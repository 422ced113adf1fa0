use std::sync::{Arc, Mutex};

use tracing::{debug, error, info};
use uuid::Uuid;

use crate::actions::Actions;
use crate::api::{ApiGateway, FilesBackend};
use crate::bus::{BusEvent, EventBus, EventKind, Subscription};
use crate::config::AppConfig;
use crate::debounce::Debouncer;
use crate::error::{ClientError, ClientResult};
use crate::metrics::Metrics;
use crate::push::{apply_push_event, PushListener};
use crate::settings::{KeyValueStore, SettingsStore};
use crate::toast::Toast;
use crate::types::ViewKind;
use crate::view::{RenderedPage, ViewStore};

/// The shared client context.
///
/// Owns everything one running client instance needs: the event bus, the shared view state,
/// the settings, the API gateway and the push listener. It is created once at startup and
/// torn down at shutdown; tests create as many isolated instances as they like.
pub struct AppContext {
    /// The loaded configuration.
    pub config: Arc<AppConfig>,
    /// The event bus shared by all components of this context.
    pub bus: EventBus,
    /// The shared view state.
    ///
    /// Only [`load_files`] replaces the whole collection; everything else mutates cursors or
    /// single entries.
    pub view: Arc<ViewStore>,
    /// Persisted user preferences.
    pub settings: Arc<SettingsStore>,
    /// Gateway for all server calls.
    pub api: ApiGateway,
    /// Source of the file list. The gateway itself unless a test substitutes it.
    pub backend: Arc<dyn FilesBackend>,
    /// User actions (file operations, bookmarks, URL submission).
    pub actions: Actions,
    /// Counters for requests, toasts and push traffic.
    pub metrics: Metrics,
    /// The push stream listener. Not started until [`AppContext::start_push`].
    pub push: Arc<PushListener>,
    debouncer: Debouncer,
    subscriptions: Mutex<Vec<Subscription>>,
}

impl AppContext {
    /// Creates a context that fetches its file list through the API gateway.
    pub fn new(config: AppConfig, storage: Arc<dyn KeyValueStore>) -> ClientResult<Self> {
        Self::build(config, storage, None)
    }

    /// Creates a context with a substitute file list source.
    pub fn new_with_backend(
        config: AppConfig,
        storage: Arc<dyn KeyValueStore>,
        backend: Arc<dyn FilesBackend>,
    ) -> ClientResult<Self> {
        Self::build(config, storage, Some(backend))
    }

    fn build(
        config: AppConfig,
        storage: Arc<dyn KeyValueStore>,
        backend: Option<Arc<dyn FilesBackend>>,
    ) -> ClientResult<Self> {
        crate::config::validate(&config).map_err(|e| ClientError::Config(e.to_string()))?;

        let bus = EventBus::new();
        let metrics = Metrics::new();
        let api = ApiGateway::new(&config.server, bus.clone(), metrics.clone())?;
        let backend = backend.unwrap_or_else(|| Arc::new(api.clone()));
        let initial_view = if config.client.library_view { ViewKind::Library } else { ViewKind::Downloads };
        let view = Arc::new(ViewStore::new(initial_view, config.progress.capacity));
        let settings = Arc::new(SettingsStore::load(storage, &config.storage.settings_key));
        let actions = Actions::new(api.clone(), view.clone(), settings.clone());
        let push = Arc::new(PushListener::new(
            api.http().clone(),
            api.base_url(),
            config.push.clone(),
            bus.clone(),
            metrics.clone(),
        ));
        let debouncer = Debouncer::new(config.client.fetch_debounce());

        let ctx = Self {
            config: Arc::new(config),
            bus,
            view,
            settings,
            api,
            backend,
            actions,
            metrics,
            push,
            debouncer,
            subscriptions: Mutex::new(Vec::new()),
        };
        ctx.wire();
        Ok(ctx)
    }

    /// Internal bus wiring: push messages update the view, refetch requests reload the list.
    fn wire(&self) {
        let on_push = {
            let view = self.view.clone();
            let bus = self.bus.clone();
            self.bus.subscribe(EventKind::PushMessage, move |event| {
                if let BusEvent::PushMessage(ev) = event {
                    apply_push_event(&view, &bus, ev);
                }
                Ok(())
            })
        };

        let on_refetch = {
            let view = self.view.clone();
            let backend = self.backend.clone();
            let settings = self.settings.clone();
            let debouncer = self.debouncer.clone();
            let api = self.api.clone();
            let metrics = self.metrics.clone();
            self.bus.subscribe(EventKind::RefetchFiles, move |_| {
                tokio::runtime::Handle::try_current()
                    .map_err(|e| anyhow::anyhow!("refetch requested outside the runtime: {}", e))?;
                metrics.inc_refetches();
                let (view, backend, settings, api) = (view.clone(), backend.clone(), settings.clone(), api.clone());
                debouncer.call(async move {
                    load_files(&view, backend.as_ref(), &api, &settings).await;
                });
                Ok(())
            })
        };

        self.subscriptions.lock().unwrap_or_else(|e| e.into_inner()).extend([on_push, on_refetch]);
    }

    /// Fetches the list of the current view right away.
    pub async fn load_files(&self) -> bool {
        load_files(&self.view, self.backend.as_ref(), &self.api, &self.settings).await
    }

    /// Switches between downloads and library and reloads.
    pub async fn switch_view(&self, view: ViewKind) -> bool {
        self.view.set_current_view(view);
        self.load_files().await
    }

    /// Requests a debounced reload through the bus.
    pub fn request_refetch(&self) {
        self.bus.publish(BusEvent::RefetchFiles);
    }

    /// Stores the new page size and starts over at page 1.
    pub fn set_page_size(&self, page_size: u32) -> ClientResult<()> {
        let result = self.settings.update(|s| s.page_size = page_size);
        self.view.reset_page();
        result
    }

    pub fn change_page(&self, target: i64) -> u32 {
        self.view.change_page(target, self.settings.page_size())
    }

    pub fn render(&self) -> RenderedPage {
        self.view.render(self.settings.page_size())
    }

    pub fn start_push(&self) {
        info!(url = self.push.url(), "starting push stream");
        self.push.start();
    }

    /// Ends the context: closes the push stream, drops pending refetches, makes the view
    /// state inert and releases every bus registration.
    pub async fn teardown(&self) {
        self.push.shutdown().await;
        self.debouncer.cancel();
        self.view.teardown();
        self.subscriptions.lock().unwrap_or_else(|e| e.into_inner()).clear();
        self.bus.clear();
        info!("context torn down");
    }
}

/// Loads the current view's list and replaces the collection. Failures are logged with an
/// error id and reported as a toast; the previous collection stays in place.
///
/// The page size is read when the result lands, and a result for a view that is no longer
/// current is dropped.
pub async fn load_files(
    view: &ViewStore,
    backend: &dyn FilesBackend,
    api: &ApiGateway,
    settings: &SettingsStore,
) -> bool {
    if view.is_closed() {
        return false;
    }
    let kind = view.with(|s| s.current_view());
    if kind.list_path().is_none() {
        view.set_loading(false);
        return false;
    }
    view.set_loading(true);
    let result = backend.list_files(kind).await;
    let current = view.with(|s| s.current_view());
    if current != kind {
        debug!(fetched = ?kind, current = ?current, "file list for a previous view dropped");
        return false;
    }
    view.set_loading(false);
    match result {
        Ok(files) => {
            info!(view = ?kind, count = files.len(), "file list loaded");
            view.replace_files(files, settings.page_size())
        }
        Err(e) => {
            let error_id = Uuid::new_v4();
            error!(%error_id, view = ?kind, "fetching files failed: {}", e);
            api.toast(Toast::new("Error fetching files"));
            false
        }
    }
}
//! Page arithmetic for the paging control.

/// Number of page links shown around the current page.
pub const DEFAULT_PAGE_WINDOW: u32 = 5;

/// `ceil(total_items / page_size)`, at least 1. Page size 0 means a single page.
pub fn total_pages(total_items: usize, page_size: u32) -> u32 {
    if page_size == 0 {
        return 1;
    }
    let pages = total_items.div_ceil(page_size as usize);
    u32::try_from(pages).unwrap_or(u32::MAX).max(1)
}

/// Clamps a requested page (possibly zero or negative) into `[1, total_pages]`.
pub fn clamp_page(target: i64, total_pages: u32) -> u32 {
    let last = i64::from(total_pages.max(1));
    target.clamp(1, last) as u32
}

/// A window of at most `range` consecutive page numbers centered on `current`, shifted to
/// stay inside `[1, total_pages]`.
pub fn pages_to_show(current: u32, total_pages: u32, range: u32) -> Vec<u32> {
    if range == 0 {
        return Vec::new();
    }
    let total = i64::from(total_pages.max(1));
    let range = i64::from(range);
    let mut start = (i64::from(current) - range / 2).max(1);
    let end = (start + range - 1).min(total);
    if end - start < range - 1 {
        start = (end - range + 1).max(1);
    }
    (start..=end).map(|p| p as u32).collect()
}
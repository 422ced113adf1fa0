use tracing::{info, warn};

use super::{Actions, ConfirmDialog, VIDEOS_FOLDER};
use crate::api::{with_identifier_query, CallOptions};
use crate::bus::BusEvent;
use crate::error::validation;
use crate::toast::{Toast, ToastMessage, ToastOptions};
use crate::types::{FileEntry, MoveFileRequest, RenameRequest, SimilarRequest, SimilarVideo, VideoPathRequest};

impl Actions {
    pub fn confirm_delete(&self, filename: &str) {
        self.open_dialog(ConfirmDialog::delete_file(filename));
    }

    pub fn confirm_rename(&self, entry: &FileEntry) {
        self.open_dialog(ConfirmDialog::rename_file(entry));
    }

    pub fn confirm_move(&self, entry: &FileEntry) {
        let last = self.settings.get().last_move_subfolder;
        self.open_dialog(ConfirmDialog::move_file(entry, self.view.unique_folders(), &last));
    }

    pub async fn delete_file(&self, filename: &str) -> bool {
        let path = with_identifier_query("/api/files", filename);
        let ok = self.api.call(&path, CallOptions::delete("Error deleting file")).await.is_some();
        if ok {
            info!(filename, "file deleted");
            self.refetch();
        }
        ok
    }

    /// Sets a new display title. Refused locally when it is empty or unchanged.
    pub async fn rename_file(&self, entry: &FileEntry, new_name: &str) -> bool {
        self.rename(&entry.filename, &entry.display_title(), new_name).await
    }

    pub(super) async fn rename(&self, filename: &str, current_name: &str, new_name: &str) -> bool {
        if let Err(e) = validation::require_non_empty(new_name, "newName", "New name must not be empty")
            .and_then(|_| validation::reject_nul(new_name, "newName"))
        {
            warn!(filename, "rename rejected: {}", e);
            self.toast("New name must not be empty or contain null characters");
            return false;
        }
        if new_name == current_name {
            self.toast("New name is the same as the current name");
            return false;
        }
        let body = RenameRequest { video_path: filename, new_name };
        let ok = self.api.call("/api/rename", CallOptions::post_json(&body, "Error renaming file")).await.is_some();
        if ok {
            self.refetch();
        }
        ok
    }

    /// Moves a file into a library subfolder (`""` for the library root, [`VIDEOS_FOLDER`]
    /// for the download folder). The target is remembered for the next move dialog.
    pub async fn move_file(&self, entry: &FileEntry, subfolder: &str) -> bool {
        self.move_to(&entry.filename, &entry.folder, subfolder).await
    }

    pub(super) async fn move_to(&self, filename: &str, current_folder: &str, subfolder: &str) -> bool {
        if current_folder == subfolder {
            self.toast("Cannot move file inside its own folder");
            return false;
        }
        if let Err(e) = self.settings.update(|s| s.last_move_subfolder = subfolder.to_string()) {
            warn!("failed to persist last move target: {}", e);
        }
        let body = MoveFileRequest { video_path: filename, subfolder };
        let ok = self.api.call("/api/move_file", CallOptions::post_json(&body, "Error moving file")).await.is_some();
        if ok {
            info!(filename, target = if subfolder == VIDEOS_FOLDER { "videos" } else { subfolder }, "file moved");
            self.refetch();
        }
        ok
    }

    /// Flips the favorite flag on the server, then locally. A refetch landing later wins.
    pub async fn toggle_favorite(&self, entry: &FileEntry) -> bool {
        let body = VideoPathRequest { video_path: &entry.filename };
        let ok = self
            .api
            .call("/api/toggle_favorite", CallOptions::post_json(&body, "Error favorite toggle"))
            .await
            .is_some();
        if ok {
            self.view.update_file(&entry.filename, |f| f.favorite = !f.favorite);
        }
        ok
    }

    pub async fn generate_thumbnail(&self, filename: &str) -> bool {
        let body = VideoPathRequest { video_path: filename };
        let opts = CallOptions::post_json(&body, "Error generating thumbnail").quiet();
        let data = self.api.call("/api/generate_thumbnail", opts).await;
        self.report_success(data, "Failed to generate thumbnail")
    }

    /// Bulk thumbnail generation for the download folder or the library.
    pub async fn generate_thumbnails(&self, library: bool) -> bool {
        let path = if library { "/api/library/generate_thumbnails" } else { "/api/generate_thumbnails" };
        let opts = CallOptions::post_empty("Error generating thumbnails").quiet();
        let data = self.api.call(path, opts).await;
        self.report_success(data, "Failed to generate thumbnails")
    }

    /// Shows the response when it carries `success`, the fallback text otherwise.
    fn report_success(&self, data: Option<serde_json::Value>, fallback: &str) -> bool {
        let Some(data) = data else {
            return false;
        };
        let success = data.get("success").map(is_truthy).unwrap_or(false);
        let message = if success { ToastMessage::from_response(&data) } else { ToastMessage::from(fallback) };
        self.api.toast(Toast::new(message));
        success
    }

    /// Files whose content resembles `entry`, best matches first as delivered by the server.
    pub async fn find_similar(&self, entry: &FileEntry, threshold: u8) -> Option<Vec<SimilarVideo>> {
        let body = SimilarRequest { video_path: &entry.filename, threshold: threshold.min(100) };
        let opts = CallOptions::post_json(&body, "Error loading similar videos").quiet();
        self.api.call_as::<Vec<SimilarVideo>>("/api/similar", opts).await
    }

    /// Shows the server's duplicate hints as a sticky, wide HTML toast. Entries without
    /// hints are ignored.
    pub fn show_duplicate_info(&self, entry: &FileEntry) -> bool {
        let Some(may_exist) = entry.may_exist.as_deref().filter(|m| !m.is_empty()) else {
            return false;
        };
        let options = ToastOptions { title: "Duplicates".into(), stay_open: true, wide: true };
        let message = ToastMessage::Structured { message: duplicate_markup(may_exist), title: None, html: true };
        self.api.toast(Toast::with_options(message, options));
        true
    }

    pub fn show_video_details(&self, entry: &FileEntry) {
        self.bus().publish(BusEvent::VideoDetails(entry.clone()));
    }
}

/// Lines naming a download id become headings, the rest paragraphs.
pub fn duplicate_markup(may_exist: &str) -> String {
    may_exist
        .split('\n')
        .map(|line| if line.contains("id[") { format!("<h5>{}</h5>", line) } else { format!("<p>{}</p>", line) })
        .collect::<Vec<_>>()
        .join("<br>")
}

fn is_truthy(value: &serde_json::Value) -> bool {
    match value {
        serde_json::Value::Bool(b) => *b,
        serde_json::Value::Null => false,
        serde_json::Value::Number(n) => n.as_f64().map(|v| v != 0.0).unwrap_or(false),
        serde_json::Value::String(s) => !s.is_empty(),
        _ => true,
    }
}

········

■ Instructions to follow ■
In the material above, find each line that has the string "stream" and return it.

■ Task solution ■
    /// The push stream listener. Not started until [`AppContext::start_push`].
        info!(url = self.push.url(), "starting push stream");
    /// Ends the context: closes the push stream, drops pending refetches, makes the view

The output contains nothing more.